Collected data
··········

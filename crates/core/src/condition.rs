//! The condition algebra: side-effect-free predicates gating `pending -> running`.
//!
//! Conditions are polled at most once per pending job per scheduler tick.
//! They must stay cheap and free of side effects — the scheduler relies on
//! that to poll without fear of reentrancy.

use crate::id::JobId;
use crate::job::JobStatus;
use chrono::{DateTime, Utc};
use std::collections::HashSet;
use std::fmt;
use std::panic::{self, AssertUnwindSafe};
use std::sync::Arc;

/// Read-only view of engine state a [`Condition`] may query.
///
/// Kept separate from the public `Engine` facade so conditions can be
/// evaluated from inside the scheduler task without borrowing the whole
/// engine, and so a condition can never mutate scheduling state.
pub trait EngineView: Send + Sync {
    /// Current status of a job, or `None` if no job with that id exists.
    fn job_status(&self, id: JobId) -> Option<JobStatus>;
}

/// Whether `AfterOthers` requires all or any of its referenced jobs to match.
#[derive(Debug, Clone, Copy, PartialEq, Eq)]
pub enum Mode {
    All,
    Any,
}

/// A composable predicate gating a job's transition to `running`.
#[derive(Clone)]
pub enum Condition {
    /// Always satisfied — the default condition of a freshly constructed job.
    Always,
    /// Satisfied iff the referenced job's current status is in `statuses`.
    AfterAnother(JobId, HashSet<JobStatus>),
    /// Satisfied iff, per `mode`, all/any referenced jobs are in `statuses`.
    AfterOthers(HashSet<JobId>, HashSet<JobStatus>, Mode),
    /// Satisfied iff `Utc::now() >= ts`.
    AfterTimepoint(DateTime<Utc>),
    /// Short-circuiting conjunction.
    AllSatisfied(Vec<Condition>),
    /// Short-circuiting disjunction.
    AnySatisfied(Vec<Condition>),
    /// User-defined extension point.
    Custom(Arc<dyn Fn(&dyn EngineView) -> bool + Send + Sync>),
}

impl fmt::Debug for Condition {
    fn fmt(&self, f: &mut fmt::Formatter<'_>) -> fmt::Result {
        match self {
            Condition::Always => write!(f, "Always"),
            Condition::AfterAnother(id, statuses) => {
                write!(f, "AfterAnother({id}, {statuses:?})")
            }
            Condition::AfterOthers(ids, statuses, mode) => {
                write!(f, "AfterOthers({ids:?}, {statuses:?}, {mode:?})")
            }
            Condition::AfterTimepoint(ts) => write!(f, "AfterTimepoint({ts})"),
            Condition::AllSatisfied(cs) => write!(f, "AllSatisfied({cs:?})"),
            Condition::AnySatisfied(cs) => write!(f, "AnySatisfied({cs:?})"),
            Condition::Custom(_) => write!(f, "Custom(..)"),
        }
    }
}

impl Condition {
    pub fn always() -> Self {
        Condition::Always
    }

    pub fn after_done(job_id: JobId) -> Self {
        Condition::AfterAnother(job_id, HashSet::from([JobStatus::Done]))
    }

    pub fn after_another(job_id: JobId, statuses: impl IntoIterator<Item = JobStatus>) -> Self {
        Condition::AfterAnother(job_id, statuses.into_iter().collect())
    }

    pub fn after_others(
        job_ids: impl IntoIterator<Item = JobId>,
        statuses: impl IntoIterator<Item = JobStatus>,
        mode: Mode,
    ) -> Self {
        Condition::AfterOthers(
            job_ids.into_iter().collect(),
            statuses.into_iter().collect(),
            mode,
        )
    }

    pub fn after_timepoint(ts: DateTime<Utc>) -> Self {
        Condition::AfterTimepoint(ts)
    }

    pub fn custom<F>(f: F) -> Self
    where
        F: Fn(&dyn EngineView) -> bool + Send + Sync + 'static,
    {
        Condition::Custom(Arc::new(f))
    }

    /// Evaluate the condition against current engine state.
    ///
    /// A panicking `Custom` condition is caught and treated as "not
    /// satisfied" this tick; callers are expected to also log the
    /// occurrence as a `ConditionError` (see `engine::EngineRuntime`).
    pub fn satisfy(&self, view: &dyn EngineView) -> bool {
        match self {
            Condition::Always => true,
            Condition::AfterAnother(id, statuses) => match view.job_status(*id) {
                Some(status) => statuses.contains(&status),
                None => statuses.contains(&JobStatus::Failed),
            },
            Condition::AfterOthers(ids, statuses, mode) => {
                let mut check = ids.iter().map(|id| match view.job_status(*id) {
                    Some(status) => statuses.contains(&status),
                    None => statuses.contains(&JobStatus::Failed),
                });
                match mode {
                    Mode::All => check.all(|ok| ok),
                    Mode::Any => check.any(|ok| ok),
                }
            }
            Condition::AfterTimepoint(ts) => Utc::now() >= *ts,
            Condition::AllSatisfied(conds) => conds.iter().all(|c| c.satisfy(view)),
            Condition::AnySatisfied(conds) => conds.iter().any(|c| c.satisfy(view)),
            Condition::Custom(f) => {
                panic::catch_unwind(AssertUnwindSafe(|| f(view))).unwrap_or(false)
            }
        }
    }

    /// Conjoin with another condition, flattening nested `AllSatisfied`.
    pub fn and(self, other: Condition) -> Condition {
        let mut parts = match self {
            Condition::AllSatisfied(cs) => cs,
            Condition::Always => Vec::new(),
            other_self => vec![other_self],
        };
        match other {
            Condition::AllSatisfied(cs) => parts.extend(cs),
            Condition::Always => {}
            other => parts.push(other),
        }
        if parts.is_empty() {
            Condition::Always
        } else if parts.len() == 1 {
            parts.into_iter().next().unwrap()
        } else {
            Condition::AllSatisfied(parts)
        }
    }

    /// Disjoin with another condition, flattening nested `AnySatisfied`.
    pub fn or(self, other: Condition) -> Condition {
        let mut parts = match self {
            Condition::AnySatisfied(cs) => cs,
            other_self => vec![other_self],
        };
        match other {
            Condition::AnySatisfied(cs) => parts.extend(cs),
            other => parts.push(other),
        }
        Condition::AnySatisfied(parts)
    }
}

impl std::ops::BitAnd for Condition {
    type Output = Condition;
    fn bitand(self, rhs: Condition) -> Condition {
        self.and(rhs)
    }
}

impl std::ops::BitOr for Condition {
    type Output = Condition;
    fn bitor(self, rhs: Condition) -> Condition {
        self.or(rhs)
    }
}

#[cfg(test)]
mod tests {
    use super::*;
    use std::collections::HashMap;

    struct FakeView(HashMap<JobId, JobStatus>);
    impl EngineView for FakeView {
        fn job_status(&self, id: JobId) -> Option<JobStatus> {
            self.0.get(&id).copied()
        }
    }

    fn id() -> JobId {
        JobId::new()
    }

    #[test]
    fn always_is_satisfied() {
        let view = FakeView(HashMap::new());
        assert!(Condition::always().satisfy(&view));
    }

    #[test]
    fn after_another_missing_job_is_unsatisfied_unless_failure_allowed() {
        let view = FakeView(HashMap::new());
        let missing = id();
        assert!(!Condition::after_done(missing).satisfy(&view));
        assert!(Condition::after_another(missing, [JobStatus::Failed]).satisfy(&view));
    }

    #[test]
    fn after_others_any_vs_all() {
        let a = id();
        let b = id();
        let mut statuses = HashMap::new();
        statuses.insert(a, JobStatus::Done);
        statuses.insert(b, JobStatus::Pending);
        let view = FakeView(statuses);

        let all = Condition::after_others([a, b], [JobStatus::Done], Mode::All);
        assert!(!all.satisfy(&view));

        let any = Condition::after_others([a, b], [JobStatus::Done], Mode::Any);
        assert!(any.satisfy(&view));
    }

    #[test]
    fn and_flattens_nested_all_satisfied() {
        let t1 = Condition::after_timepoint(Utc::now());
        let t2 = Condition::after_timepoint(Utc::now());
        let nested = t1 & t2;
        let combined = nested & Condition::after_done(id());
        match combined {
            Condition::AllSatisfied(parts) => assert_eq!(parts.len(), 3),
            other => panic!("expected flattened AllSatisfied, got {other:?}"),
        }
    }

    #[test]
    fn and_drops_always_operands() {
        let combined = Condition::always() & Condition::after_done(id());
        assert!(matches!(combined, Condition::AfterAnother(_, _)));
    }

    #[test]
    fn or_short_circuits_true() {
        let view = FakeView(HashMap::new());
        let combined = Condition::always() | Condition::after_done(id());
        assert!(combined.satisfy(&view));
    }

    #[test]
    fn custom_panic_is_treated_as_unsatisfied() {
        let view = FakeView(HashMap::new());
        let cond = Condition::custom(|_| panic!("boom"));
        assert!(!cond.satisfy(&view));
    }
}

··········

_What the task asks:_ What is the number of lines above that contain the string "flattening"? Answer with the number alone.

_Exercise output:_ 2